Varias de ellas aparecen en el primer libro de textos sobre su obra, La literatura de Augusto Monterroso, que publicó José María Espinasa en Difusión Cultural de la uam, con un prólogo mío, en 1988. Después bromeábamos diciendo que ese ciclo de homenaje había sido una suerte de punto de arranque para que empezaran a multiplicarse las entrevistas e interpretaciones de su obra, al grado que posiblemente ya haya muchas más páginas sobre su obra que las que contiene su obra, como si la realidad plagiara con este hecho la fábula final de La oveja negra ("El zorro es más sabio") .

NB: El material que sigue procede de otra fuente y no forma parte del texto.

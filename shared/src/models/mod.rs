//! Data models
//!
//! Shared between the application core, the backend clients, and the mock
//! server. Record structs serialize to the stored wire field names; document
//! ids are assigned by the store and never part of the stored record.

pub mod account;
pub mod complaint;
pub mod status_update;

// Re-exports
pub use account::*;
pub use complaint::*;
pub use status_update::*;
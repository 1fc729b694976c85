//! Mock backend routes
//!
//! Same REST surface as the hosted backend: `/auth/*` for accounts,
//! `/store/*` for documents. Auth failures answer 400 with the vocabulary
//! word in the envelope `code`; store routes require a bearer token.

use std::sync::Arc;

use axum::{
    Json, Router,
    extract::{Path, Query, State},
    http::{HeaderMap, StatusCode, header},
    routing::{get, post},
};
use serde::{Deserialize, Serialize};
use serde_json::Value;

use crts_client::{ClientError, Document, DocumentStore};
use shared::auth::{Credentials, TokenGrant};
use shared::response::ApiResponse;
use shared::validation::{MIN_PASSWORD_LEN, looks_like_email};

use crate::state::{AccountRecord, AppState, MAX_FAILED_ATTEMPTS};

type Reply<T> = (StatusCode, Json<ApiResponse<T>>);

fn ok<T>(data: T) -> Reply<T> {
    (StatusCode::OK, Json(ApiResponse::ok(data)))
}

fn fail<T>(status: StatusCode, code: &str, message: &str) -> Reply<T> {
    (status, Json(ApiResponse::error(code, message)))
}

fn new_token() -> String {
    uuid::Uuid::new_v4().simple().to_string()
}

// ========== Account routes ==========

async fn sign_up(
    State(state): State<Arc<AppState>>,
    Json(credentials): Json<Credentials>,
) -> Reply<TokenGrant> {
    if !looks_like_email(&credentials.email) {
        return fail(StatusCode::BAD_REQUEST, "INVALID_EMAIL", "Malformed email");
    }
    if credentials.password.len() < MIN_PASSWORD_LEN {
        return fail(StatusCode::BAD_REQUEST, "WEAK_PASSWORD", "Password too short");
    }
    if state.accounts.contains_key(&credentials.email) {
        return fail(StatusCode::BAD_REQUEST, "EMAIL_EXISTS", "Email already registered");
    }

    let uid = uuid::Uuid::new_v4().simple().to_string();
    state.accounts.insert(
        credentials.email.clone(),
        AccountRecord {
            uid: uid.clone(),
            password: credentials.password,
            disabled: false,
            failed_attempts: 0,
        },
    );

    let token = new_token();
    state.tokens.insert(token.clone(), uid.clone());
    tracing::info!(email = %credentials.email, "Account created");
    ok(TokenGrant { uid, token })
}

async fn sign_in(
    State(state): State<Arc<AppState>>,
    Json(credentials): Json<Credentials>,
) -> Reply<TokenGrant> {
    let Some(mut account) = state.accounts.get_mut(&credentials.email) else {
        return fail(StatusCode::BAD_REQUEST, "NOT_FOUND", "No such account");
    };

    if account.disabled {
        return fail(StatusCode::BAD_REQUEST, "DISABLED", "Account disabled");
    }
    if account.failed_attempts >= MAX_FAILED_ATTEMPTS {
        return fail(StatusCode::BAD_REQUEST, "TOO_MANY_ATTEMPTS", "Account locked");
    }
    if account.password != credentials.password {
        account.failed_attempts += 1;
        return fail(StatusCode::BAD_REQUEST, "WRONG_PASSWORD", "Wrong password");
    }

    account.failed_attempts = 0;
    let token = new_token();
    state.tokens.insert(token.clone(), account.uid.clone());
    ok(TokenGrant {
        uid: account.uid.clone(),
        token,
    })
}

// ========== Store routes ==========

fn authorize<T>(state: &AppState, headers: &HeaderMap) -> Result<(), Reply<T>> {
    let value = headers
        .get(header::AUTHORIZATION)
        .and_then(|h| h.to_str().ok())
        .unwrap_or("");
    let Some(token) = value.strip_prefix("Bearer ") else {
        return Err(fail(
            StatusCode::UNAUTHORIZED,
            "UNAUTHENTICATED",
            "Missing bearer token",
        ));
    };
    if !state.tokens.contains_key(token) {
        return Err(fail(
            StatusCode::UNAUTHORIZED,
            "UNAUTHENTICATED",
            "Unknown token",
        ));
    }
    Ok(())
}

#[derive(Debug, Deserialize)]
struct OrderParams {
    #[serde(default = "default_order_by")]
    order_by: String,
    #[serde(default)]
    desc: bool,
}

fn default_order_by() -> String {
    "created_at".to_string()
}

#[derive(Debug, Serialize)]
struct AddedId {
    id: String,
}

fn internal<T>(e: ClientError) -> Reply<T> {
    fail(StatusCode::INTERNAL_SERVER_ERROR, "INTERNAL", &e.to_string())
}

async fn add_document(
    State(state): State<Arc<AppState>>,
    Path(collection): Path<String>,
    headers: HeaderMap,
    Json(data): Json<Value>,
) -> Reply<AddedId> {
    if let Err(reply) = authorize(&state, &headers) {
        return reply;
    }
    match state.store.add(&collection, data).await {
        Ok(id) => ok(AddedId { id }),
        Err(e) => internal(e),
    }
}

async fn query_collection(
    State(state): State<Arc<AppState>>,
    Path(collection): Path<String>,
    Query(params): Query<OrderParams>,
    headers: HeaderMap,
) -> Reply<Vec<Document>> {
    if let Err(reply) = authorize(&state, &headers) {
        return reply;
    }
    match state
        .store
        .query_all(&collection, &params.order_by, params.desc)
        .await
    {
        Ok(documents) => ok(documents),
        Err(e) => internal(e),
    }
}

async fn get_document(
    State(state): State<Arc<AppState>>,
    Path((collection, id)): Path<(String, String)>,
    headers: HeaderMap,
) -> Reply<Document> {
    if let Err(reply) = authorize(&state, &headers) {
        return reply;
    }
    match state.store.get(&collection, &id).await {
        Ok(Some(document)) => ok(document),
        Ok(None) => fail(StatusCode::NOT_FOUND, "NOT_FOUND", "No such document"),
        Err(e) => internal(e),
    }
}

async fn put_document(
    State(state): State<Arc<AppState>>,
    Path((collection, id)): Path<(String, String)>,
    headers: HeaderMap,
    Json(data): Json<Value>,
) -> Reply<()> {
    if let Err(reply) = authorize(&state, &headers) {
        return reply;
    }
    match state.store.put(&collection, &id, data).await {
        Ok(()) => ok(()),
        Err(e) => internal(e),
    }
}

async fn patch_document(
    State(state): State<Arc<AppState>>,
    Path((collection, id)): Path<(String, String)>,
    headers: HeaderMap,
    Json(data): Json<Value>,
) -> Reply<()> {
    if let Err(reply) = authorize(&state, &headers) {
        return reply;
    }
    match state.store.update(&collection, &id, data).await {
        Ok(()) => ok(()),
        Err(ClientError::NotFound(path)) => fail(StatusCode::NOT_FOUND, "NOT_FOUND", &path),
        Err(e) => internal(e),
    }
}

async fn add_child(
    State(state): State<Arc<AppState>>,
    Path((collection, id, child)): Path<(String, String, String)>,
    headers: HeaderMap,
    Json(data): Json<Value>,
) -> Reply<AddedId> {
    if let Err(reply) = authorize(&state, &headers) {
        return reply;
    }
    match state.store.add_child(&collection, &id, &child, data).await {
        Ok(id) => ok(AddedId { id }),
        Err(e) => internal(e),
    }
}

async fn query_children(
    State(state): State<Arc<AppState>>,
    Path((collection, id, child)): Path<(String, String, String)>,
    Query(params): Query<OrderParams>,
    headers: HeaderMap,
) -> Reply<Vec<Document>> {
    if let Err(reply) = authorize(&state, &headers) {
        return reply;
    }
    match state
        .store
        .query_children(&collection, &id, &child, &params.order_by, params.desc)
        .await
    {
        Ok(documents) => ok(documents),
        Err(e) => internal(e),
    }
}

pub fn router(state: Arc<AppState>) -> Router {
    use tower::limit::ConcurrencyLimitLayer;
    use tower_http::trace::TraceLayer;

    let concurrency_limit = ConcurrencyLimitLayer::new(100);

    Router::new()
        .route("/auth/sign_up", post(sign_up))
        .route("/auth/sign_in", post(sign_in))
        .route(
            "/store/{collection}",
            post(add_document).get(query_collection),
        )
        .route(
            "/store/{collection}/{id}",
            get(get_document).put(put_document).patch(patch_document),
        )
        .route(
            "/store/{collection}/{id}/{child}",
            post(add_child).get(query_children),
        )
        .layer(TraceLayer::new_for_http())
        .layer(concurrency_limit)
        .with_state(state)
}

Tenía una gran velocidad de respuesta. A principios de los ochenta ocurrió un hecho que le divertía contarlo. Como se sabe, desde joven Monterroso fue hombre de izquierda y mostró desde el principio simpatías por la revolución cubana y luego por la revolución sandinista. En una cena en casa de José Luis Martínez, Octavio Paz lo encaró y le reclamó sus opiniones políticas y condenándolo le dijo:

–Te vas a ir al infierno.

–Sí –repuso Monterroso–, pero con Dante.

Sorprendido, Paz dijo:

–No, con Dante no.

–Entonces con Rimbaud.

Paz, no sabiendo qué responder, se dio media vuelta y prefirió ir a encarar y a reclamarle a Rulfo cuentas pendientes.

Recuerdo también esa anécdota con un poeta de su generación, quien había sido llamado a un puesto medio de la burocracia de Bellas Artes, y que tanto le gusta citar a Rubén Bonifaz Nuño:

–Acepté el puesto porque quiero dejar mi huella –dijo el poeta amigo.

–Mientras no dejes las cuatro –repuso rápidamente Monterroso.

Admirado por críticos como Ángel Rama, Julio Ortega y José Miguel Oviedo, y por narradores como Italo Calvino, Álvaro Mutis y García Márquez, seguido muy de cerca por discípulos dotados como Agustín Monsreal, Guillermo Samperio y Juan Villoro, España, en esa década de los ochenta, lo abrió a la internacionalización. Su fama creció día tras día. Quizá no la esperaba pero no le disgustó tenerla.

En los años ochenta y noventa viajó mucho. Lo veía poco pero siempre estaba interesado en lo que pasaba a los amigos. Lo encontraba en sus presentaciones de libros y en los cumpleaños de Alí Chumacero, y alguna vez, en 1985, con un grupo de amigos compartimos un viaje a Colima para asistir a la entrega del doctorado Honoris causa que le daba la universidad de ese estado a Rubén Bonifaz Nuño.

Él dirigió magníficamente una colección de la Coordinación de Humanidades de la unam (Nuestros Clásicos). Cuando el entonces coordinador Humberto Muñoz me llamó en 1997 a dirigir el Programa Editorial, me encontré con un grupo excepcional de escritores y universitarios dirigiendo las diversas colecciones. Uno de ellos era Monterroso. Al principio, no sé por qué causa, creí que tendría roces con él a la hora de hablar sobre los libros a publicarse. Nada más lejos de la realidad.

En los dos años y medio que trabajamos juntos fue una relación cordialmente creativa donde los mejores títulos tenían la palabra. Cuando propuse a Monterroso y a Bárbara que dieran a la unam una antología de sus textos para la colección Confabuladores, la respuesta fue un inmediato sí, pese a que, como se sabe, él y ella podían haber publicado esa antología en cualquier editorial de gran alcance. Yo recuerdo ese tiempo con ambos como un claro río que transparenta las imágenes. 

En cada libro suyo Monterroso quiso ser distinto. Fue un artífice de la línea y la entrelínea, de la historia debajo de la historia, de eso, de ese algo, que permite al texto guardar su misterio y que hace deleitosa la relectura. Como Arreola o Borges, despojó a la prosa de las impurezas, le quitó la hojarasca, y nos dio textos donde cada línea es imposible de ser sustituida por otra, y como ellos, dio una precisión y una belleza insólitas a la lengua en castellano.

Adiós al escritor de brevedades perfectas, adiós al maestro que en el texto ajeno sabía poner el dedo en la llaga pero daba los medicamentos para la curación, adiós al amigo que nos hizo siempre cordial el ahora, adiós al hombre que nunca utilizó su extraordinario ingenio para disminuir o destruir a los otros.